Back when I was a preteen, comedian Steve Martin released a re-make of a classic love story, Cyrano de Bergerec.

In case you don’t know the story (don’t bother watching the movie, trust me, it’s not worth it), Martin plays a character with a very large, embarrassingly so, nose. But he’s in love with a girl.

But he has a weapon…words. He can write love messages that make the woman he desires weak in the knees. Eventually, he wins the girl, and she doesn’t care about his long nose.

Such is the power of words.

Words matter in business too, not just in love.

As legend goes, Tim Ferriss considered naming his first book, “Drug Dealing for Fun and Profit.” No doubt that would not have gone over as well as “The Four Hour Work Week.”

Legend also has it that simply changing one word in famous headlines, or even adding a letter to a word (i.e. turning Say to Says) has boosted response dramatically for many a copywriter.

Such is the power of words.

Let’s take a look at some examples in my business.

Recently I ran an email giving away a “how to” guide on getting warrior fit. At first, I was going to use “EXACT how-to guide) in the subject, but at the last minute realized there was a much more powerful word. Compare the two below.

Full disclosure: I did not split test the subject lines, but I think you’ll agree that the “FREE how-to guide” looks much more appealing. That’s what I went with. Changing that one word surely bumped response. If you can make out the numbers below, you’ll see that this email had a 14% open rate…and is higher than emails sent to comparable lists.


You’ll also see another great subject line: “How to do more push-ups and pull-ups”. That one always works really, really well for my list because it is exercise based. That’s what my readers want. That’s the power of matching the message to the market.

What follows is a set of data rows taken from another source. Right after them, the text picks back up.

//! Configuration management
//!
//! Optional TOML configuration with environment variable substitution and
//! `DRAIN_*` overrides. CLI flags take precedence over everything here.

pub mod loader;
pub mod schema;

pub use loader::load_config;
pub use schema::{DrainConfig, ExportSettings, LoggingConfig, RetrySettings};
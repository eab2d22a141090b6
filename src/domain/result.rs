//! Result type alias
//!
//! This module provides a convenient Result type alias used throughout drain.

use crate::domain::errors::DrainError;

/// Result type alias using [`DrainError`] as the error type
pub type Result<T> = std::result::Result<T, DrainError>;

Such is the power of words.

Here in the VM we’ve recently helped a few members improve their offers. Let’s take a look at a couple of examples.

Question: Thanks Craig and Dennis for taking the time out to comment…you’re really making me think…which is a good thing. Now I know why it’s often suggested you write down 50 headlines before coming up with a good one! Ok…after some thought I have two…

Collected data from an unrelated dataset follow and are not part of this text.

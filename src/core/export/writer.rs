//! CSV output writer
//!
//! Every field is quoted so attribute values survive as opaque strings
//! (leading zeros, embedded delimiters, and so on). Append mode skips the
//! header so it appears exactly once per file across resumed runs.

use crate::domain::{DrainError, Result};
use csv::{QuoteStyle, WriterBuilder};
use std::fs::{File, OpenOptions};
use std::path::{Path, PathBuf};

/// Buffered CSV writer for export rows.
pub struct OutputWriter {
    writer: csv::Writer<File>,
    path: PathBuf,
    rows_written: u64,
}

impl OutputWriter {
    /// Creates (truncating) the output file and writes the header row.
    pub fn create(path: &Path, header: &[String]) -> Result<Self> {
        let file = File::create(path).map_err(|e| {
            DrainError::Io(format!("failed to create {}: {e}", path.display()))
        })?;
        let mut writer = Self::build_writer(file, path);
        writer
            .writer
            .write_record(header)
            .map_err(|e| DrainError::Io(e.to_string()))?;
        Ok(writer)
    }

    /// Opens an existing output file in append mode, without a header.
    pub fn append(path: &Path) -> Result<Self> {
        let file = OpenOptions::new().append(true).open(path).map_err(|e| {
            DrainError::Io(format!(
                "failed to open {} for append: {e}",
                path.display()
            ))
        })?;
        Ok(Self::build_writer(file, path))
    }

    fn build_writer(file: File, path: &Path) -> Self {
        let writer = WriterBuilder::new()
            .quote_style(QuoteStyle::Always)
            .from_writer(file);
        Self {
            writer,
            path: path.to_path_buf(),
            rows_written: 0,
        }
    }

    /// Appends one projected record.
    pub fn write_row(&mut self, fields: &[String]) -> Result<()> {
        self.writer
            .write_record(fields)
            .map_err(|e| DrainError::Io(e.to_string()))?;
        self.rows_written += 1;
        Ok(())
    }

    /// Flushes buffered rows to disk. Called before every checkpoint write
    /// so a checkpoint never claims rows that are not durable.
    pub fn flush(&mut self) -> Result<()> {
        self.writer.flush().map_err(|e| {
            DrainError::Io(format!("failed to flush {}: {e}", self.path.display()))
        })
    }

    /// Rows written through this writer (excludes the header)
    pub fn rows_written(&self) -> u64 {
        self.rows_written
    }

    /// Path of the output file
    pub fn path(&self) -> &Path {
        &self.path
    }
}

#[cfg(test)]
mod tests {
    use super::*;

    fn header() -> Vec<String> {
        vec!["sub".to_string(), "email".to_string()]
    }

    #[test]
    fn test_create_writes_quoted_header() {
        let dir = tempfile::tempdir().unwrap();
        let path = dir.path().join("out.csv");

        let mut writer = OutputWriter::create(&path, &header()).unwrap();
        writer.flush().unwrap();

        let contents = std::fs::read_to_string(&path).unwrap();
        assert_eq!(contents, "\"sub\",\"email\"\n");
    }

    #[test]
    fn test_rows_are_counted_and_quoted() {
        let dir = tempfile::tempdir().unwrap();
        let path = dir.path().join("out.csv");

        let mut writer = OutputWriter::create(&path, &header()).unwrap();
        writer
            .write_row(&["1".to_string(), "a@x.com".to_string()])
            .unwrap();
        writer
            .write_row(&["2".to_string(), String::new()])
            .unwrap();
        writer.flush().unwrap();

        assert_eq!(writer.rows_written(), 2);
        let contents = std::fs::read_to_string(&path).unwrap();
        assert_eq!(
            contents,
            "\"sub\",\"email\"\n\"1\",\"a@x.com\"\n\"2\",\"\"\n"
        );
    }

    #[test]
    fn test_append_does_not_duplicate_header() {
        let dir = tempfile::tempdir().unwrap();
        let path = dir.path().join("out.csv");

        let mut writer = OutputWriter::create(&path, &header()).unwrap();
        writer
            .write_row(&["1".to_string(), "a@x.com".to_string()])
            .unwrap();
        writer.flush().unwrap();
        drop(writer);

        let mut appender = OutputWriter::append(&path).unwrap();
        appender
            .write_row(&["2".to_string(), "b@x.com".to_string()])
            .unwrap();
        appender.flush().unwrap();

        let contents = std::fs::read_to_string(&path).unwrap();
        let header_lines = contents
            .lines()
            .filter(|line| line.starts_with("\"sub\""))
            .count();
        assert_eq!(header_lines, 1);
        assert_eq!(contents.lines().count(), 3);
    }

    #[test]
    fn test_append_to_missing_file_fails() {
        let dir = tempfile::tempdir().unwrap();
        let path = dir.path().join("missing.csv");
        assert!(OutputWriter::append(&path).is_err());
    }
}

3 Ingredients You Need To Avoid Before, During and After Your Shave to Achieve The Perfect Shave Everytime

3 Ingredients You Need To Avoid Before, During and After Your Shave for a Comfortable, Pain Free Shave Everyday

(Leaning towards the second one)

Thanks a million again.

Answer from Craig Ballantyne:

Thanks, that’s a good start. Here are some more tips.

Using the number “One” is always better than three. People want the ultimate in simplicity. They want ONE secret.

Plus, that gives you two more chances to write great content in the future with other tips.

Negatives work better than positives. So my suggestion is:

The ONE Ingredient You Must NEVER Use If You Want a Fast, Smooth, Safe Shave

Next example…

Question: For an article about moving abroad with children, the premise is that to avoid problems with the kids, parents need to express absolute confidence that it’s the right decision. First headline was:

“Never let them see the fear in your eyes”

Changed to…

“If you want your kids to be stoked about moving abroad, here’s one thing you MUST do”

I thought the first headline was actually good, but it didn’t give the reader any indication of what was to follow.

Answer From Craig Ballantyne:

The words should be reversed.

The ONE Thing You MUST Do to Turn Your Kids Into Raving Fans of Moving Abroad

Frankly, headlines work even better if it is negative….So the best option would be:

The ONE Thing You Must NEVER Do If You Want Your Kids to be Excited about Moving

Final notes:

I’ve said it before many times, make sure you are on the email lists of Ryan Deiss (www.DrivingTraffic.com) and Joel Marion (www.biotrust.com). Ryan and Joel put out some of the best headlines in the email marketing industry.

Also, watch the headlines that MSN.com uses, as well as the headlines on www.realclearworld.com. News site content aggregators often show the best “click bait” headlines.

Use your words properly for maximum results,

Craig Ballantyne

Learn to love the challenges you have been given in life. Make it your goal to make progress in overcoming them each day. The reward will be in the journey.